32220
Effect of Intranasal Oxytocin on Visual Processing and Salience of Human Faces

Poster Presentation
Thursday, May 2, 2019: 5:30 PM-7:00 PM
Room: 710 (Palais des congres de Montreal)
L. Westberg1, D. Hovey2, S. Leknes3, B. Laeng3 and L. Martens3, (1)University of Gothenburg, Gothenburg, Sweden, (2)Department of Pharmacology, University of Gothenburg, Gothenburg, Sweden, (3)Department of Psychology, University of Oslo, Oslo, Norway
Background: There is still no pharmacological treatment available for improving the core symptoms of autism. Promise has emerged from studies showing that treatment with the neuropeptide oxytocin promotes attention to social cues, and alleviates autism symptoms in patients. However, the underlying mechanisms of oxytocin’s actions remain undetermined. Social salience hypothesis suggest that oxytocin increases the salience of social cues, which in turn can modulate the influence of context and inter-individual factors on social behavior. Salience of cues can be manipulated through binocular rivalry, a visual phenomenon that has been extensively used to study visual perception. In a binocular rivalry paradigm the eyes are presented with two discordant images, that compete for visual awareness – i.e. each eye is continuously exposed to only one of two images, but the image that the viewer subjectively perceives is one or the other (“dominant” percept), or a mix of the two (“piecemeal” percept).

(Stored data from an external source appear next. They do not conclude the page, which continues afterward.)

use glam::Vec2;

/// Pointer buttons, numbered the way DOM `MouseEvent.button` numbers them.
#[derive(Debug, Clone, Copy, PartialEq, Eq)]
pub enum MouseButton {
    Primary,
    Middle,
    Secondary,
    Other(u8),
}

impl MouseButton {
    pub fn from_index(index: u8) -> Self {
        match index {
            0 => MouseButton::Primary,
            1 => MouseButton::Middle,
            2 => MouseButton::Secondary,
            n => MouseButton::Other(n),
        }
    }
}

/// Keys the engine distinguishes. Letters are stored uppercase.
#[derive(Debug, Clone, Copy, PartialEq, Eq)]
pub enum Key {
    Space,
    Digit(u8),
    Letter(char),
    Other(u32),
}

impl Key {
    /// Map a DOM `keyCode` (also the ASCII code for digits and letters).
    pub fn from_code(code: u32) -> Self {
        match code {
            32 => Key::Space,
            48..=57 => Key::Digit((code - 48) as u8),
            65..=90 => Key::Letter(char::from(code as u8)),
            // Lowercase ASCII, as sent by native backends.
            97..=122 => Key::Letter(char::from(code as u8).to_ascii_uppercase()),
            other => Key::Other(other),
        }
    }
}

/// Input event types the engine understands.
/// Generic, with no game-specific semantics.
#[derive(Debug, Clone, Copy, PartialEq)]
pub enum InputEvent {
    /// The window was closed or the host asked the game to stop.
    Quit,
    /// A button was pressed at world coordinates (x, y).
    ButtonDown { button: MouseButton, x: f32, y: f32 },
    /// A button was released at world coordinates (x, y).
    ButtonUp { button: MouseButton, x: f32, y: f32 },
    /// The cursor moved to world coordinates (x, y).
    PointerMove { x: f32, y: f32 },
    /// Wheel scrolled; positive is away from the user.
    Wheel { delta: f32 },
    /// A key was pressed.
    KeyDown { key: Key },
    /// A key was released.
    KeyUp { key: Key },
}

impl InputEvent {
    /// World position carried by the event, if any.
    pub fn position(&self) -> Option<Vec2> {
        match *self {
            InputEvent::ButtonDown { x, y, .. }
            | InputEvent::ButtonUp { x, y, .. }
            | InputEvent::PointerMove { x, y } => Some(Vec2::new(x, y)),
            _ => None,
        }
    }
}

/// A queue of input events plus the last known pointer position.
/// The host writes events into the queue; the runner drains it each frame.
pub struct InputQueue {
    events: Vec<InputEvent>,
    pointer: Vec2,
}

impl InputQueue {
    pub fn new() -> Self {
        Self {
            events: Vec::with_capacity(32),
            pointer: Vec2::ZERO,
        }
    }

    /// Push a new input event. Events carrying coordinates also move the
    /// tracked pointer.
    pub fn push(&mut self, event: InputEvent) {
        if let Some(pos) = event.position() {
            self.pointer = pos;
        }
        self.events.push(event);
    }

    /// Current pointer position in world coordinates.
    pub fn pointer(&self) -> Vec2 {
        self.pointer
    }

    /// Move the pointer without queuing an event (polling backends).
    pub fn set_pointer(&mut self, pos: Vec2) {
        self.pointer = pos;
    }

    /// Drain all pending events. Returns a Vec and clears the queue.
    /// The pointer position is kept.
    pub fn drain(&mut self) -> Vec<InputEvent> {
        std::mem::take(&mut self.events)
    }

    /// Iterate over pending events without consuming them.
    pub fn iter(&self) -> impl Iterator<Item = &InputEvent> {
        self.events.iter()
    }

    /// Check if there are pending events.
    pub fn is_empty(&self) -> bool {
        self.events.is_empty()
    }

    /// Number of pending events.
    pub fn len(&self) -> usize {
        self.events.len()
    }
}

impl Default for InputQueue {
    fn default() -> Self {
        Self::new()
    }
}
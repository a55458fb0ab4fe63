//! Scripted, windowless run of the sandbox.
//!
//! Plays a fixed session (every body type, a wall stroke, a freeform blob,
//! the watermark word) through the paced native loop and logs what would be
//! drawn. Usage: `sandbox-headless [config.json]`, logging via `RUST_LOG`.

#[cfg(not(target_arch = "wasm32"))]
mod headless {
    use std::collections::VecDeque;

    use anyhow::Context;
    use glam::Vec2;
    use physbox_engine::{
        Anchor, Color, Game, InputEvent, InputQueue, Key, MouseButton, Renderer, ShapeInstance,
        TextImage,
    };
    use physbox_web::native::{run, InputSource};
    use physbox_web::GameRunner;
    use sandbox::Sandbox;

    /// Frames to let bodies settle between scripted gestures.
    const SETTLE_FRAMES: usize = 30;

    /// One batch of events per frame; quits when the script runs out.
    struct Script {
        frames: VecDeque<Vec<InputEvent>>,
    }

    impl Script {
        fn new() -> Self {
            Self {
                frames: VecDeque::new(),
            }
        }

        fn frame(mut self, events: Vec<InputEvent>) -> Self {
            self.frames.push_back(events);
            self
        }

        fn idle(mut self, frames: usize) -> Self {
            self.frames.extend(std::iter::repeat_with(Vec::new).take(frames));
            self
        }

        fn key(self, key: Key) -> Self {
            self.frame(vec![InputEvent::KeyDown { key }])
        }

        fn click(self, button: MouseButton, at: Vec2) -> Self {
            self.frame(vec![
                InputEvent::ButtonDown { button, x: at.x, y: at.y },
                InputEvent::ButtonUp { button, x: at.x, y: at.y },
            ])
        }

        /// Press, visit each point on its own frame, release at the last.
        fn drag(mut self, button: MouseButton, path: &[Vec2]) -> Self {
            let Some((first, rest)) = path.split_first() else {
                return self;
            };
            self = self.frame(vec![InputEvent::ButtonDown { button, x: first.x, y: first.y }]);
            for p in rest {
                self = self.frame(vec![InputEvent::PointerMove { x: p.x, y: p.y }]);
            }
            let last = rest.last().unwrap_or(first);
            self.frame(vec![InputEvent::ButtonUp { button, x: last.x, y: last.y }])
        }

        fn demo() -> Self {
            let wall: Vec<Vec2> = (0..8).map(|i| Vec2::new(150.0 + i as f32 * 20.0, 420.0 + i as f32 * 5.0)).collect();
            let blob: Vec<Vec2> = (0..12)
                .map(|i| Vec2::new(550.0, 150.0) + Vec2::from_angle(i as f32 * 0.5) * 40.0)
                .collect();
            let mut script = Script::new()
                .click(MouseButton::Primary, Vec2::new(200.0, 100.0))
                .key(Key::Digit(2))
                .click(MouseButton::Primary, Vec2::new(300.0, 100.0))
                .key(Key::Digit(6))
                .frame(vec![InputEvent::Wheel { delta: 10.0 }])
                .click(MouseButton::Primary, Vec2::new(400.0, 100.0))
                .key(Key::Digit(9))
                .click(MouseButton::Primary, Vec2::new(500.0, 100.0))
                .click(MouseButton::Middle, Vec2::new(600.0, 100.0))
                .idle(SETTLE_FRAMES)
                .drag(MouseButton::Secondary, &wall)
                .key(Key::Digit(0))
                .drag(MouseButton::Primary, &blob)
                .idle(SETTLE_FRAMES);
            for letter in "QRKLY".chars() {
                script = script.key(Key::Letter(letter));
            }
            script.idle(SETTLE_FRAMES).key(Key::Space).idle(2)
        }
    }

    impl InputSource for Script {
        fn poll(&mut self, queue: &mut InputQueue) -> anyhow::Result<()> {
            match self.frames.pop_front() {
                Some(events) => events.into_iter().for_each(|e| queue.push(e)),
                None => queue.push(InputEvent::Quit),
            }
            Ok(())
        }
    }

    /// Logs a one-line summary of every frame.
    #[derive(Default)]
    struct LogRenderer {
        frame: u64,
        shapes: usize,
        dynamic: usize,
        texts: usize,
        images: usize,
        background: Option<Color>,
    }

    impl Renderer for LogRenderer {
        fn backend(&self) -> &'static str {
            "log"
        }

        fn clear(&mut self, color: Color) -> anyhow::Result<()> {
            self.shapes = 0;
            self.dynamic = 0;
            self.texts = 0;
            self.images = 0;
            self.background = Some(color);
            Ok(())
        }

        fn draw_shape(&mut self, shape: &ShapeInstance) -> anyhow::Result<()> {
            self.shapes += 1;
            if !shape.is_static {
                self.dynamic += 1;
            }
            Ok(())
        }

        fn draw_cross(&mut self, _center: Vec2, _half_len: f32, _color: Color) -> anyhow::Result<()> {
            Ok(())
        }

        fn draw_image(&mut self, image: &TextImage, pos: Vec2, _alpha: u8) -> anyhow::Result<()> {
            self.images += 1;
            log::trace!("image {:?} at {pos}", image.text);
            Ok(())
        }

        fn draw_text(
            &mut self,
            _text: &str,
            _size: u32,
            _pos: Vec2,
            _color: Color,
            _alpha: u8,
            _anchor: Anchor,
        ) -> anyhow::Result<()> {
            self.texts += 1;
            Ok(())
        }

        fn set_title(&mut self, title: &str) -> anyhow::Result<()> {
            log::info!("title: {title}");
            Ok(())
        }

        fn present(&mut self) -> anyhow::Result<()> {
            log::debug!(
                "frame {}: {} shapes ({} dynamic), {} texts, {} images, background {:?}",
                self.frame,
                self.shapes,
                self.dynamic,
                self.texts,
                self.images,
                self.background,
            );
            self.frame += 1;
            Ok(())
        }
    }

    pub fn main() -> anyhow::Result<()> {
        env_logger::init();

        let mut game = Sandbox::new();
        if let Some(path) = std::env::args().nth(1) {
            let json = std::fs::read_to_string(&path)
                .with_context(|| format!("reading config {path}"))?;
            game.load_config(&json)
                .with_context(|| format!("parsing config {path}"))?;
            log::info!("using config {path}");
        }

        let mut runner = GameRunner::new(game);
        let mut script = Script::demo();
        let mut renderer = LogRenderer::default();
        run(&mut runner, &mut script, &mut renderer)?;

        log::info!(
            "finished after {} frames with {} entities",
            renderer.frame,
            runner.context().scene.len()
        );
        Ok(())
    }
}

#[cfg(not(target_arch = "wasm32"))]
fn main() -> anyhow::Result<()> {
    headless::main()
}

#[cfg(target_arch = "wasm32")]
fn main() {
    // The browser build enters through the exported game_init.
}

Objectives: This study investigates if oxytocin treatment may affect binocular rivalry, a measure of visual perception and interplay of excitation and inhibition in the cortex. Binocular rivalry has been previously shown to be deficient in individuals with autism.

Methods: We recruited 50 male volunteers, and carried out a randomized, double-blinded, cross-over study of the effects of intranasal oxytocin on binocular rivalry. The participants viewed images of social stimuli (faces with different emotional expressions) and non-social stimuli (houses and Gabor patches) as salience of social cues was quantified using duration of dominance for social and non-social stimuli.

Results: We demonstrate a robust effect that intranasal oxytocin increases the salience of human faces in binocular rivalry, such that dominance durations of faces are longer – this effect is not modulated by the facial expression. We tentatively also show that oxytocin treatment increases dominance durations for non-social stimuli.

Conclusions: Our results lend support to the social salience hypothesis of oxytocin, and in addition offer provisional support for the role of oxytocin in influencing excitation-inhibition balance in the brain.